The purpose of the Communication is to look at existing mechanisms for the exchange of data, specifically for law enforcement and migration management purposes, between EU member states; and to make recommendations on how they might be improved. The EDPS accepts the principle, and "acknowledges that a better exchange of information is an essential policy goal for the European Union in the area of freedom, security and justice." He also welcomes a general commitment to uphold the European data protection principles, and is particularly pleased that the proposals do not foresee a requirement for any new databases, but basically more efficient use of what is already available.

He does, however, make one very clear warning that is worth considering in detail:

“There is a general and growing tendency to grant law enforcement authorities access to available data which were, are or will be initially collected and processed for purposes that are not related to the combat of crimes and which concern individuals who in principle are not suspected of committing any crime...

"The availability of an increasing amount of information outside the law enforcement area as well as the use of new powerful IT tools by law enforcement authorities contribute - to a certain extent - to the current ongoing shift from a surveillance of individuals that are suspected of having committed or having taken part in a criminal offence or regarding whom there are reasonable grounds based on factual indications that they will commit criminal offences to a more general surveillance where all individuals may be considered a priori as potential law breakers, and for that reason subjected to surveillance."

This is a general warning that clearly goes beyond the scope of the current Communication since he describes an 'ongoing shift' from targeted surveillance to general surveillance of everyone: he’s effectively talking about the use of big data analytics across multiple databases whether they are law enforcement’s own databases or publicly available social network databases, even though this contravenes the data protection principles of proportionality and limited purpose. 

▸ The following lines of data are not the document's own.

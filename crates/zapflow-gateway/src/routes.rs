//! API route handlers for the gateway.

use axum::{
    Json,
    extract::{Path, Query, State},
    http::StatusCode,
};
use serde::{Deserialize, Serialize};
use std::sync::Arc;
use zapflow_core::error::ZapflowError;
use zapflow_scheduler::{NewInstance, NewItem, NewJob};

use super::server::AppState;

type ApiResponse = (StatusCode, Json<serde_json::Value>);

fn status_for(e: &ZapflowError) -> StatusCode {
    match e {
        ZapflowError::NotFound { .. } => StatusCode::NOT_FOUND,
        ZapflowError::InvalidState(_) => StatusCode::CONFLICT,
        ZapflowError::Validation(_) => StatusCode::BAD_REQUEST,
        _ => StatusCode::INTERNAL_SERVER_ERROR,
    }
}

fn error_response(e: ZapflowError) -> ApiResponse {
    let status = status_for(&e);
    if status == StatusCode::INTERNAL_SERVER_ERROR {
        tracing::error!("❌ API error: {e}");
    }
    (status, Json(serde_json::json!({"ok": false, "error": e.to_string()})))
}

/// `{"ok": true, "<key>": value}` on success.
fn respond<T: Serialize>(key: &str, result: zapflow_core::Result<T>) -> ApiResponse {
    match result {
        Ok(value) => {
            let mut body = serde_json::json!({"ok": true});
            body[key] = serde_json::to_value(value).unwrap_or_default();
            (StatusCode::OK, Json(body))
        }
        Err(e) => error_response(e),
    }
}

/// Health check endpoint.
pub async fn health_check(State(state): State<Arc<AppState>>) -> Json<serde_json::Value> {
    Json(serde_json::json!({
        "status": "ok",
        "service": "zapflow-gateway",
        "version": env!("CARGO_PKG_VERSION"),
        "uptime_secs": state.start_time.elapsed().as_secs(),
    }))
}

// ─── Instances ──────────────────────────────────────────────

pub async fn register_instance(
    State(state): State<Arc<AppState>>,
    Json(req): Json<NewInstance>,
) -> ApiResponse {
    respond("instance", state.engine.register_instance(req))
}

pub async fn list_instances(State(state): State<Arc<AppState>>) -> ApiResponse {
    respond("instances", state.engine.list_instances())
}

#[derive(Debug, Deserialize)]
pub struct ConnectionRequest {
    pub connected: bool,
}

pub async fn set_connection(
    State(state): State<Arc<AppState>>,
    Path(id): Path<String>,
    Json(req): Json<ConnectionRequest>,
) -> ApiResponse {
    respond("instance", state.engine.set_instance_connected(&id, req.connected))
}

// ─── Jobs ───────────────────────────────────────────────────

pub async fn create_job(
    State(state): State<Arc<AppState>>,
    Json(req): Json<NewJob>,
) -> ApiResponse {
    respond("job", state.engine.create_job(req))
}

pub async fn list_jobs(State(state): State<Arc<AppState>>) -> ApiResponse {
    respond("jobs", state.engine.list_jobs())
}

pub async fn get_job(State(state): State<Arc<AppState>>, Path(id): Path<String>) -> ApiResponse {
    respond("job", state.engine.get_job(&id))
}

#[derive(Debug, Deserialize)]
pub struct AddItemsRequest {
    pub items: Vec<NewItem>,
}

pub async fn add_items(
    State(state): State<Arc<AppState>>,
    Path(id): Path<String>,
    Json(req): Json<AddItemsRequest>,
) -> ApiResponse {
    match state.engine.add_items(&id, req.items) {
        Ok(outcome) => (
            StatusCode::OK,
            Json(serde_json::json!({"ok": true, "count": outcome.count, "total": outcome.total})),
        ),
        Err(e) => error_response(e),
    }
}

/// Start the dispatch loop. Returns once it is launched, not when it finishes.
pub async fn start_job(State(state): State<Arc<AppState>>, Path(id): Path<String>) -> ApiResponse {
    respond("job", state.engine.start(&id))
}

pub async fn pause_job(State(state): State<Arc<AppState>>, Path(id): Path<String>) -> ApiResponse {
    respond("job", state.engine.pause(&id))
}

pub async fn resume_job(State(state): State<Arc<AppState>>, Path(id): Path<String>) -> ApiResponse {
    respond("job", state.engine.resume(&id))
}

pub async fn stop_job(State(state): State<Arc<AppState>>, Path(id): Path<String>) -> ApiResponse {
    respond("job", state.engine.stop(&id))
}

/// Job, per-status item counts, and the most recent log entries.
pub async fn job_stats(State(state): State<Arc<AppState>>, Path(id): Path<String>) -> ApiResponse {
    match state.engine.stats(&id) {
        Ok(stats) => (
            StatusCode::OK,
            Json(serde_json::json!({
                "ok": true,
                "job": stats.job,
                "items": stats.items,
                "logs": stats.logs,
            })),
        ),
        Err(e) => error_response(e),
    }
}

#[derive(Debug, Deserialize)]
pub struct PlanQuery {
    #[serde(default = "default_rounds")]
    pub rounds: u32,
}

fn default_rounds() -> u32 { 1 }

pub async fn plan_warming(
    State(state): State<Arc<AppState>>,
    Path(id): Path<String>,
    Query(q): Query<PlanQuery>,
) -> ApiResponse {
    match state.engine.plan_warming(&id, q.rounds) {
        Ok(outcome) => (
            StatusCode::OK,
            Json(serde_json::json!({"ok": true, "count": outcome.count, "total": outcome.total})),
        ),
        Err(e) => error_response(e),
    }
}

#[cfg(test)]
mod tests {
    use super::*;
    use crate::server::build_router;
    use axum::body::Body;
    use axum::http::Request;
    use tower::ServiceExt;
    use zapflow_channels::{MessageSender, SendError, SendReceipt};
    use zapflow_core::config::{DispatchConfig, GatewayConfig};
    use zapflow_scheduler::{DispatchDb, DispatchEngine, EngineSettings};

    struct AcceptAll;

    #[async_trait::async_trait]
    impl MessageSender for AcceptAll {
        fn name(&self) -> &str {
            "accept-all"
        }

        async fn send_text(&self, _: &str, _: &str, _: &str) -> Result<SendReceipt, SendError> {
            Ok(SendReceipt::default())
        }
    }

    fn test_app() -> (axum::Router, DispatchEngine) {
        let db = Arc::new(DispatchDb::open_in_memory().unwrap());
        let settings = EngineSettings::from_config(&DispatchConfig::default()).unwrap();
        let engine = DispatchEngine::new(db, Arc::new(AcceptAll), settings);
        let state = AppState {
            gateway_config: GatewayConfig::default(),
            start_time: std::time::Instant::now(),
            engine: engine.clone(),
        };
        (build_router(state), engine)
    }

    async fn call(
        app: &axum::Router,
        method: &str,
        uri: &str,
        body: Option<serde_json::Value>,
    ) -> (StatusCode, serde_json::Value) {
        let mut req = Request::builder().method(method).uri(uri);
        let body = match body {
            Some(json) => {
                req = req.header("content-type", "application/json");
                Body::from(json.to_string())
            }
            None => Body::empty(),
        };
        let resp = app.clone().oneshot(req.body(body).unwrap()).await.unwrap();
        let status = resp.status();
        let bytes = axum::body::to_bytes(resp.into_body(), usize::MAX).await.unwrap();
        (status, serde_json::from_slice(&bytes).unwrap_or_default())
    }

    async fn register(app: &axum::Router, name: &str, phone: &str) -> String {
        let (status, body) = call(
            app,
            "POST",
            "/api/v1/instances",
            Some(serde_json::json!({"name": name, "token": format!("tok-{name}"), "phone": phone})),
        )
        .await;
        assert_eq!(status, StatusCode::OK);
        body["instance"]["id"].as_str().unwrap().to_string()
    }

    #[tokio::test]
    async fn test_health() {
        let (app, _) = test_app();
        let (status, body) = call(&app, "GET", "/health", None).await;
        assert_eq!(status, StatusCode::OK);
        assert_eq!(body["status"], "ok");
    }

    #[tokio::test]
    async fn test_instance_token_hidden() {
        let (app, _) = test_app();
        register(&app, "loja", "5511900000001").await;
        let (status, body) = call(&app, "GET", "/api/v1/instances", None).await;
        assert_eq!(status, StatusCode::OK);
        let list = body["instances"].as_array().unwrap();
        assert_eq!(list.len(), 1);
        assert!(list[0].get("token").is_none());
        assert_eq!(list[0]["daily_limit"], 200);
    }

    #[tokio::test]
    async fn test_campaign_lifecycle() {
        let (app, engine) = test_app();
        let instance_id = register(&app, "loja", "5511900000001").await;

        let (status, body) = call(
            &app,
            "POST",
            "/api/v1/jobs",
            Some(serde_json::json!({
                "name": "promo",
                "kind": "campaign",
                "instance_id": instance_id,
                "message_template": "Oi {{name}}",
                "pacing": {"min_delay_secs": 0, "max_delay_secs": 0, "pause_after": 0, "pause_duration_secs": 0}
            })),
        )
        .await;
        assert_eq!(status, StatusCode::OK);
        let job_id = body["job"]["id"].as_str().unwrap().to_string();
        assert_eq!(body["job"]["status"], "draft");

        let (status, body) = call(
            &app,
            "POST",
            &format!("/api/v1/jobs/{job_id}/items"),
            Some(serde_json::json!({"items": [
                {"target": {"type": "contact", "phone": "11999990001", "name": "Ana"}},
                {"target": {"type": "contact", "phone": "11999990002"}}
            ]})),
        )
        .await;
        assert_eq!(status, StatusCode::OK);
        assert_eq!((body["count"].as_u64(), body["total"].as_u64()), (Some(2), Some(2)));

        let (status, body) = call(&app, "POST", &format!("/api/v1/jobs/{job_id}/start"), None).await;
        assert_eq!(status, StatusCode::OK);
        assert_eq!(body["job"]["status"], "running");

        for _ in 0..500 {
            if !engine.is_active(&job_id) {
                break;
            }
            tokio::time::sleep(std::time::Duration::from_millis(10)).await;
        }

        let (status, body) = call(&app, "GET", &format!("/api/v1/jobs/{job_id}/stats"), None).await;
        assert_eq!(status, StatusCode::OK);
        assert_eq!(body["job"]["status"], "completed");
        assert_eq!(body["job"]["progress"], 100);
        assert_eq!(body["items"]["sent"], 2);
        assert_eq!(body["logs"][0]["event"], "completed");

        // Terminal jobs cannot be paused.
        let (status, body) = call(&app, "POST", &format!("/api/v1/jobs/{job_id}/pause"), None).await;
        assert_eq!(status, StatusCode::CONFLICT);
        assert_eq!(body["ok"], false);
    }

    #[tokio::test]
    async fn test_error_statuses() {
        let (app, _) = test_app();

        let (status, _) = call(&app, "GET", "/api/v1/jobs/nope/stats", None).await;
        assert_eq!(status, StatusCode::NOT_FOUND);

        let (status, _) = call(
            &app,
            "POST",
            "/api/v1/jobs",
            Some(serde_json::json!({"name": "x", "kind": "campaign", "instance_id": "ghost"})),
        )
        .await;
        assert_eq!(status, StatusCode::NOT_FOUND);

        let (_, body) = call(
            &app,
            "POST",
            "/api/v1/jobs",
            Some(serde_json::json!({"name": "warm", "kind": "warming", "message_pool": ["oi"]})),
        )
        .await;
        let job_id = body["job"]["id"].as_str().unwrap().to_string();

        // Contact items on a warming job.
        let (status, _) = call(
            &app,
            "POST",
            &format!("/api/v1/jobs/{job_id}/items"),
            Some(serde_json::json!({"items": [{"target": {"type": "contact", "phone": "1"}}]})),
        )
        .await;
        assert_eq!(status, StatusCode::BAD_REQUEST);

        // Fewer than two connected instances.
        let (status, body) = call(&app, "POST", &format!("/api/v1/warming/{job_id}/plan"), None).await;
        assert_eq!(status, StatusCode::BAD_REQUEST);
        assert!(body["error"].as_str().unwrap().contains("2 connected"));
    }

    #[tokio::test]
    async fn test_plan_warming_pairs() {
        let (app, _) = test_app();
        register(&app, "a", "5511900000001").await;
        register(&app, "b", "5511900000002").await;
        let off = register(&app, "c", "5511900000003").await;

        let (status, body) = call(
            &app,
            "PUT",
            &format!("/api/v1/instances/{off}/connection"),
            Some(serde_json::json!({"connected": false})),
        )
        .await;
        assert_eq!(status, StatusCode::OK);
        assert_eq!(body["instance"]["connected"], false);

        let (_, body) = call(
            &app,
            "POST",
            "/api/v1/jobs",
            Some(serde_json::json!({"name": "warm", "kind": "warming", "message_pool": ["oi"]})),
        )
        .await;
        let job_id = body["job"]["id"].as_str().unwrap().to_string();

        let (status, body) =
            call(&app, "POST", &format!("/api/v1/warming/{job_id}/plan?rounds=3"), None).await;
        assert_eq!(status, StatusCode::OK);
        assert_eq!(body["count"], 6);

        let (status, body) = call(
            &app,
            "POST",
            &format!("/api/v1/warming/{job_id}/plan?rounds=4294967295"),
            None,
        )
        .await;
        assert_eq!(status, StatusCode::BAD_REQUEST);
        assert_eq!(body["ok"], false);

        let (_, body) = call(&app, "GET", &format!("/api/v1/jobs/{job_id}"), None).await;
        assert_eq!(body["job"]["total"], 6);
    }
}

It is noticeable that he makes a strong case on the danger of this potential mission creep even though he ‘appreciates’ that, “the Communication also recalls that necessity tests and purpose limitation are essential.”

The parallels between the EDPS warning and the the UK’s Communications Data Bill – now in limbo following the deputy prime minister’s threatened veto, but not officially dead – will not be missed in the UK. In fact, the Communications Data Bill could be viewed as the effect of what concerns the EDPS: law enforcement surveillance mission creep. Coincidentally, just a couple of days before his Opinion, the Open Rights Group published a separate report: Digital surveillance – Why the Snoopers’ Charter is the wrong approach.

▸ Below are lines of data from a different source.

//! # Zapflow Core
//! Error types, configuration, and clock helpers shared across the workspace.

pub mod clock;
pub mod config;
pub mod error;

pub use config::ZapflowConfig;
pub use error::{Result, ZapflowError};
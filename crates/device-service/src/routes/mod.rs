//! HTTP routes for the device service.
//!
//! Defines the Axum router and application state. Role checks beyond
//! "authenticated" happen inside handlers, so every /device-management
//! route shares one auth layer.

use crate::config::Config;
use crate::handlers;
use crate::middleware::{http_metrics_middleware, require_auth, AuthState};
use crate::services::DeviceLimitService;
use axum::{
    middleware,
    routing::{delete, get, post, put},
    Router,
};
use metrics_exporter_prometheus::PrometheusHandle;
use sqlx::PgPool;
use std::sync::Arc;
use std::time::Duration;
use tower_http::{timeout::TimeoutLayer, trace::TraceLayer};

/// Application state shared across all handlers.
#[derive(Clone)]
pub struct AppState {
    /// Database connection pool.
    pub pool: PgPool,

    /// Service configuration.
    pub config: Config,

    /// Global device limit service (loaded at startup).
    pub limits: Arc<DeviceLimitService>,
}

/// Build the application routes.
///
/// Creates an Axum router with:
/// - `/health`, `/ready`, `/metrics` - public operational endpoints
/// - `/device-management/...` - admission and admin endpoints
///   (authenticated; admin role enforced in handlers)
/// - TraceLayer, HTTP metrics middleware, 30 second request timeout
pub fn build_routes(state: Arc<AppState>, metrics_handle: PrometheusHandle) -> Router {
    let auth_state = Arc::new(AuthState {
        jwt_secret: state.config.jwt_secret.clone(),
        clock_skew: Duration::from_secs(state.config.jwt_clock_skew_seconds.unsigned_abs()),
    });

    // Public routes (no authentication required)
    let public_routes = Router::new()
        .route("/health", get(handlers::health_check))
        .route("/ready", get(handlers::readiness_check))
        .with_state(state.clone());

    // Metrics route with its own state
    let metrics_routes = Router::new()
        .route("/metrics", get(handlers::metrics_handler))
        .with_state(metrics_handle);

    // Device management routes (authentication required)
    let device_routes = Router::new()
        .route("/device-management/register", post(handlers::register_device))
        .route(
            "/device-management/check-authorization",
            post(handlers::check_authorization),
        )
        .route("/device-management/users", get(handlers::list_accounts))
        .route(
            "/device-management/users/:id/devices",
            get(handlers::account_devices),
        )
        .route(
            "/device-management/users/:id/reset",
            put(handlers::reset_account),
        )
        .route(
            "/device-management/devices/:id",
            delete(handlers::remove_device),
        )
        .route("/device-management/stats", get(handlers::device_stats))
        .route(
            "/device-management/limit",
            get(handlers::get_limit).put(handlers::update_limit),
        )
        .route_layer(middleware::from_fn_with_state(auth_state, require_auth))
        .with_state(state);

    // Layer order (bottom-to-top execution):
    // 1. TimeoutLayer - Timeout the request (innermost)
    // 2. TraceLayer - Log request details
    // 3. http_metrics_middleware - Record ALL responses (outermost)
    public_routes
        .merge(metrics_routes)
        .merge(device_routes)
        .layer(TraceLayer::new_for_http())
        .layer(TimeoutLayer::new(Duration::from_secs(30)))
        .layer(middleware::from_fn(http_metrics_middleware))
}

The content resonates with the EDPS warning. “Some of the information about our connected lives is not legally available to law enforcement,” It concludes. “Through mistakes or abuse, the use of such information can lead to anything from wrongful suspicion through to the settling of scores... Just because information is useful to law enforcement does not mean that the state, or law enforcement agencies, or public bodies should be able to order its collection or have access to it.”

The message from the EDPS Opinion is that intra-Union data sharing is good and useful, but should not expand into general unwarranted population surveillance – presumably of the type envisaged by the Communications Data Bill.